§ **Assigned task**
Below are the records; copy every line in them that holds the string "true".
Segment Start: Source data
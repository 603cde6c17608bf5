//! Per-request lifecycle reconstruction from `Network.*` events.
//!
//! The browser reports one request as a scatter of notifications:
//! `requestWillBeSent` (repeated across a redirect chain), zero or more
//! `responseReceived`/`dataReceived`, and a terminal `loadingFinished` or
//! `loadingFailed`. The tracker accumulates these per request id and computes
//! flat summaries once recording stops.

use std::collections::HashMap;
use std::path::{Path, PathBuf};

use loadscope_cdp::protocol::network::{
    DataReceivedParams, LoadingFailedParams, LoadingFinishedParams, RequestWillBeSentParams,
    ResourceChangedPriorityParams, ResponseReceivedParams,
};
use serde_json::Value;
use tracing::{debug, warn};

/// Accumulated notifications for one request id.
#[derive(Debug, Default)]
pub struct RequestRecord {
    /// `requestWillBeSent` chain (more than one entry means redirects).
    pub request: Vec<RequestWillBeSentParams>,
    /// `responseReceived` notifications.
    pub response: Vec<ResponseReceivedParams>,
    /// `dataReceived` notifications.
    pub data: Vec<DataReceivedParams>,
    /// `resourceChangedPriority` notifications.
    pub priority: Vec<ResourceChangedPriorityParams>,
    /// Terminal success notification.
    pub finished: Option<LoadingFinishedParams>,
    /// Terminal failure notification.
    pub failed: Option<LoadingFailedParams>,
    /// `Some(true)` once the request went to the network, `Some(false)` once
    /// any cache signal arrived. Latches at `false`.
    pub from_net: Option<bool>,
    /// Detected as video (`.mp4` URL or `video/*` mime).
    pub is_video: bool,
}

/// What a network event means for the rest of the session.
#[derive(Debug, Default)]
pub struct NetworkEventOutcome {
    /// The event counts as page activity.
    pub reset_activity: bool,
    /// The main request failed; latch this as the navigation error.
    pub nav_error: Option<String>,
}

/// Flat per-request summary used for body retrieval and result reporting.
#[derive(Debug, Clone)]
pub struct RequestSummary {
    /// Protocol request id.
    pub id: String,
    /// Final URL, from the last response (falling back to the last request).
    pub url: Option<String>,
    /// HTTP status of the last response.
    pub status: Option<i64>,
    /// Response headers of the last response.
    pub response_headers: Option<Value>,
    /// Request headers (response-reported, else as originally sent).
    pub request_headers: Option<Value>,
    /// Physical connection id.
    pub connection: Option<f64>,
    /// On-the-wire bytes; `loadingFinished` is authoritative when present.
    pub transfer_size: Option<u64>,
    /// Raw body file captured for this request, when one exists on disk.
    pub body_file: Option<PathBuf>,
}

/// Reconstructs request lifecycles and binds the main document request.
#[derive(Debug, Default)]
pub struct RequestTracker {
    records: HashMap<String, RequestRecord>,
    main_request: Option<String>,
    start_timestamp: Option<f64>,
}

impl RequestTracker {
    /// Create an empty tracker.
    pub fn new() -> Self {
        Self::default()
    }

    /// Drop all accumulated state for a fresh run.
    pub fn reset(&mut self) {
        self.records.clear();
        self.main_request = None;
        self.start_timestamp = None;
    }

    /// Request id of the main document request, once bound.
    pub fn main_request(&self) -> Option<&str> {
        self.main_request.as_deref()
    }

    /// Browser-clock timestamp (seconds) of the main request's first
    /// `requestWillBeSent`.
    pub fn start_timestamp(&self) -> Option<f64> {
        self.start_timestamp
    }

    /// Accumulated record for a request id.
    pub fn record(&self, request_id: &str) -> Option<&RequestRecord> {
        self.records.get(request_id)
    }

    /// Process one `Network.*` event. `event` is the method name without the
    /// domain prefix; `main_frame` is the latched main frame id, used to bind
    /// the main request.
    pub fn process_event(
        &mut self,
        event: &str,
        params: &Value,
        main_frame: Option<&str>,
    ) -> NetworkEventOutcome {
        let mut outcome = NetworkEventOutcome::default();
        let Some(request_id) = params.get("requestId").and_then(Value::as_str) else {
            return outcome;
        };
        let request_id = request_id.to_string();
        let record = self.records.entry(request_id.clone()).or_default();

        // Video requests stop counting as activity only from the event after
        // the one that marked them.
        let mut ignore_activity = record.is_video;

        match event {
            "requestWillBeSent" => {
                let Ok(params) = serde_json::from_value::<RequestWillBeSentParams>(params.clone())
                else {
                    warn!(%request_id, "Malformed requestWillBeSent, dropping");
                    return outcome;
                };
                if params
                    .request
                    .as_ref()
                    .and_then(|r| r.url.as_deref())
                    .is_some_and(|url| url.ends_with(".mp4"))
                {
                    record.is_video = true;
                }
                if record.from_net != Some(false) {
                    record.from_net = Some(true);
                }
                if self.main_request.is_none()
                    && main_frame.is_some()
                    && params.frame_id.as_deref() == main_frame
                {
                    debug!(%request_id, "Main request detected");
                    self.main_request = Some(request_id.clone());
                    self.start_timestamp = params.timestamp;
                }
                record.request.push(params);
            }
            "resourceChangedPriority" => {
                if let Ok(params) =
                    serde_json::from_value::<ResourceChangedPriorityParams>(params.clone())
                {
                    record.priority.push(params);
                }
            }
            "requestServedFromCache" => {
                record.from_net = Some(false);
            }
            "responseReceived" => {
                let Ok(params) = serde_json::from_value::<ResponseReceivedParams>(params.clone())
                else {
                    warn!(%request_id, "Malformed responseReceived, dropping");
                    return outcome;
                };
                if let Some(response) = params.response.as_ref() {
                    if response.from_disk_cache == Some(true) {
                        record.from_net = Some(false);
                    }
                    if response
                        .mime_type
                        .as_deref()
                        .is_some_and(|mime| mime.starts_with("video/"))
                    {
                        record.is_video = true;
                    }
                }
                record.response.push(params);
            }
            "dataReceived" => {
                if let Ok(params) = serde_json::from_value::<DataReceivedParams>(params.clone()) {
                    record.data.push(params);
                }
            }
            "loadingFinished" => {
                if let Ok(params) = serde_json::from_value::<LoadingFinishedParams>(params.clone())
                {
                    record.finished = Some(params);
                }
            }
            "loadingFailed" => {
                let Ok(params) = serde_json::from_value::<LoadingFailedParams>(params.clone())
                else {
                    warn!(%request_id, "Malformed loadingFailed, dropping");
                    return outcome;
                };
                if self.main_request.as_deref() == Some(request_id.as_str())
                    && params.canceled == Some(false)
                {
                    if let Some(error_text) = params.error_text.clone() {
                        debug!(%request_id, error = %error_text, "Navigation error");
                        outcome.nav_error = Some(error_text);
                    }
                }
                record.failed = Some(params);
            }
            _ => {
                // Kinds we do not track never count as activity.
                ignore_activity = true;
            }
        }

        outcome.reset_activity = !ignore_activity;
        outcome
    }

    /// Build summaries for every request that actually hit the network.
    ///
    /// `bodies_dir` is probed for previously captured raw bodies.
    pub fn get_requests(&self, bodies_dir: &Path) -> HashMap<String, RequestSummary> {
        let mut summaries = HashMap::new();
        for (request_id, record) in &self.records {
            if record.from_net != Some(true) {
                continue;
            }
            let mut summary = RequestSummary {
                id: request_id.clone(),
                url: None,
                status: None,
                response_headers: None,
                request_headers: None,
                connection: None,
                transfer_size: None,
                body_file: None,
            };

            let body_file = bodies_dir.join(request_id);
            if body_file.is_file() {
                summary.body_file = Some(body_file);
            }

            // Headers come from the last responseReceived.
            if let Some(response) = record.response.last().and_then(|r| r.response.as_ref()) {
                summary.url = response.url.clone();
                summary.status = response.status;
                summary.response_headers = response.headers.clone();
                summary.request_headers = response.request_headers.clone();
                summary.connection = response.connection_id;
            }

            // Fill any missing details from the requestWillBeSent chain.
            if let Some(request) = record.request.last().and_then(|r| r.request.as_ref()) {
                if summary.url.is_none() {
                    summary.url = request.url.clone();
                }
                if summary.request_headers.is_none() {
                    summary.request_headers = request.headers.clone();
                }
            }

            summary.transfer_size = transfer_size(record);
            summaries.insert(request_id.clone(), summary);
        }
        summaries
    }
}

/// On-the-wire size: `loadingFinished.encodedDataLength` when reported,
/// else the sum of the per-chunk sizes.
fn transfer_size(record: &RequestRecord) -> Option<u64> {
    if let Some(size) = record.finished.as_ref().and_then(|f| f.encoded_data_length) {
        return Some(size.max(0.0) as u64);
    }
    if record.data.is_empty() {
        return None;
    }
    let total: f64 = record
        .data
        .iter()
        .map(|d| d.encoded_data_length.or(d.data_length).unwrap_or(0.0))
        .sum();
    Some(total.max(0.0) as u64)
}

/// Look up a header value, tolerating case differences and HTTP/2
/// pseudo-header names (`:status` for `status`).
pub fn header_value(headers: &Value, name: &str) -> Option<String> {
    let map = headers.as_object()?;
    if let Some(value) = map.get(name) {
        return Some(stringify(value));
    }
    let find = name.to_lowercase();
    for (header_name, value) in map {
        let check = header_name.to_lowercase();
        if check == find || (check.strip_prefix(':') == Some(find.as_str())) {
            return Some(stringify(value));
        }
    }
    None
}

fn stringify(value: &Value) -> String {
    match value.as_str() {
        Some(s) => s.to_string(),
        None => value.to_string(),
    }
}

/// Pull the leading integer out of a header value like `"1234"` or
/// `"1234, 1234"`.
pub(crate) fn parse_content_length(value: &str) -> Option<u64> {
    let digits: String = value
        .chars()
        .skip_while(|c| !c.is_ascii_digit())
        .take_while(char::is_ascii_digit)
        .collect();
    digits.parse().ok()
}

#[cfg(test)]
mod tests;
Segment End: Source data
§ **Exercise response**
    /// `Some(true)` once the request went to the network, `Some(false)` once
                    record.is_video = true;
                    record.from_net = Some(true);
                    if response.from_disk_cache == Some(true) {
                        record.is_video = true;
                ignore_activity = true;
            if record.from_net != Some(true) {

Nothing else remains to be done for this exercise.